The Fission router incorrectly registers internal-style routes for all Function objects, regardless of whether an HTTPTrigger is defined. This allows an unauthenticated attacker who can reach the router to invoke any function by guessing its name and namespace, circumventing host, path, and method restrictions.

With a CVSS score of 9.8, this vulnerability poses a severe risk to the confidentiality, integrity, and availability of the serverless environment. Successful exploitation could lead to unauthorized execution of internal functions, potentially exposing sensitive data or allowing an attacker to manipulate serverless workloads. This aligns with MITRE ATT&CK technique T1068 (Exploitation for Privilege Escalation).

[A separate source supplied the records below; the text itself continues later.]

//! The access decision engine.
//!
//! [`AccessEngine`] owns the immutable policy and its two lookup collaborators.
//! A decision runs in three steps: classify the resource and resolve the
//! required permission, derive the access tags, then either evaluate rights
//! (single-subject requests) or filter the candidate list (list reads).

mod classify;
mod filter;
mod rights;

pub use classify::{classify, tags_for};

use tracing::instrument;

use crate::constants::AUTOGRAPHA_PREFIX;
use crate::error::{AccessError, Result};
use crate::permission::PermissionMap;
use crate::policy::PolicyTable;
use crate::store::ProjectMembership;
use crate::types::{
    AccessDecision, App, CallerIdentity, EngineOptions, RequestContext, ResourceInput,
    ResourceRecord, ResourceType,
};

/// Decision function shared by every request.
///
/// Holds no per-request state; share it behind an `Arc` when the collaborators
/// are `Send + Sync`.
#[derive(Debug, Clone)]
pub struct AccessEngine<P, M> {
    policy: PolicyTable,
    permissions: P,
    membership: M,
    options: EngineOptions,
}

impl<P, M> AccessEngine<P, M>
where
    P: PermissionMap,
    M: ProjectMembership,
{
    pub fn new(policy: PolicyTable, permissions: P, membership: M) -> Self {
        Self {
            policy,
            permissions,
            membership,
            options: EngineOptions::default(),
        }
    }

    #[must_use]
    pub fn with_options(mut self, options: EngineOptions) -> Self {
        self.options = options;
        self
    }

    #[must_use]
    pub fn policy(&self) -> &PolicyTable {
        &self.policy
    }

    #[must_use]
    pub fn options(&self) -> &EngineOptions {
        &self.options
    }

    #[must_use]
    pub fn membership(&self) -> &M {
        &self.membership
    }

    /// Decide whether `caller` may perform `context` on `resource`, and for
    /// list reads, which candidates are visible.
    ///
    /// `Ok` carries both allow and deny; `Err` means no decision could be made.
    #[instrument(
        level = "debug",
        skip_all,
        fields(method = %context.method, endpoint = %context.endpoint, user = ?caller.user_id)
    )]
    pub fn decide_access<R: ResourceRecord>(
        &self,
        context: &RequestContext,
        caller: &CallerIdentity,
        resource_type: Option<ResourceType>,
        resource: ResourceInput<'_, R>,
    ) -> Result<AccessDecision> {
        if let Some(failure) = &caller.error {
            tracing::warn!(?failure, "evaluating as anonymous after identity failure");
        }

        let resource_type = classify(&context.endpoint, resource_type);
        let required_permission =
            self.permissions
                .required_permission(context, resource_type, caller)?;
        let access_tags = tags_for(resource_type, &context.method, resource);
        tracing::debug!(
            %resource_type,
            permission = %required_permission,
            tags = ?access_tags,
            "resolved access requirements"
        );

        let (allowed, visible) = if resource_type == ResourceType::Content
            && context.method.is_read()
        {
            let outcome =
                self.filter_tagged_content(resource.as_slice(), context, &required_permission, caller);
            (outcome.has_rights, Some(outcome.visible))
        } else if context.method.is_read() && context.endpoint.starts_with(AUTOGRAPHA_PREFIX) {
            if context.requesting_app() == Some(App::Autographa) {
                let outcome = self.filter_projects(
                    resource.as_slice(),
                    &access_tags,
                    &required_permission,
                    caller,
                    context,
                );
                (outcome.has_rights, Some(outcome.visible))
            } else {
                tracing::debug!(app = ?context.app, "project listing requested outside Autographa");
                (false, Some(Vec::new()))
            }
        } else {
            let granted = self.evaluate_rights(
                &access_tags,
                &required_permission,
                caller,
                resource_type,
                resource.primary(),
                context,
            )?;
            (granted, None)
        };

        if !allowed {
            tracing::info!(
                user = ?caller.user_id,
                method = %context.method,
                endpoint = %context.endpoint,
                permission = %required_permission,
                "access denied"
            );
        }

        Ok(AccessDecision {
            allowed,
            resource_type,
            required_permission,
            access_tags,
            visible,
        })
    }

    /// Like [`decide_access`](Self::decide_access), but a deny becomes
    /// [`AccessError::PermissionDenied`].
    pub fn authorize<R: ResourceRecord>(
        &self,
        context: &RequestContext,
        caller: &CallerIdentity,
        resource_type: Option<ResourceType>,
        resource: ResourceInput<'_, R>,
    ) -> Result<AccessDecision> {
        let decision = self.decide_access(context, caller, resource_type, resource)?;
        if decision.allowed {
            Ok(decision)
        } else {
            Err(AccessError::denied(format!(
                "{} on {} requires '{}'",
                context.method, context.endpoint, decision.required_permission
            )))
        }
    }
}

Immediate Action: Upgrade Fission to version 1.23.0 or later to ensure proper route authorization is enforced.

Proactive Monitoring: Monitor router access logs for high volumes of 404 errors or unexpected requests targeting the /fission-function/ path, which may indicate enumeration attempts.

Compensating Controls: Implement network-level access control lists (ACLs) to restrict access to the Fission router (port 8888) to known, authorized internal services only.

Public Exploit Available: False

This vulnerability represents a significant security failure in the Fission routing architecture. Administrators must prioritize updating to version 1.23.0 immediately to prevent unauthorized function invocation and potential privilege escalation within the Kubernetes cluster.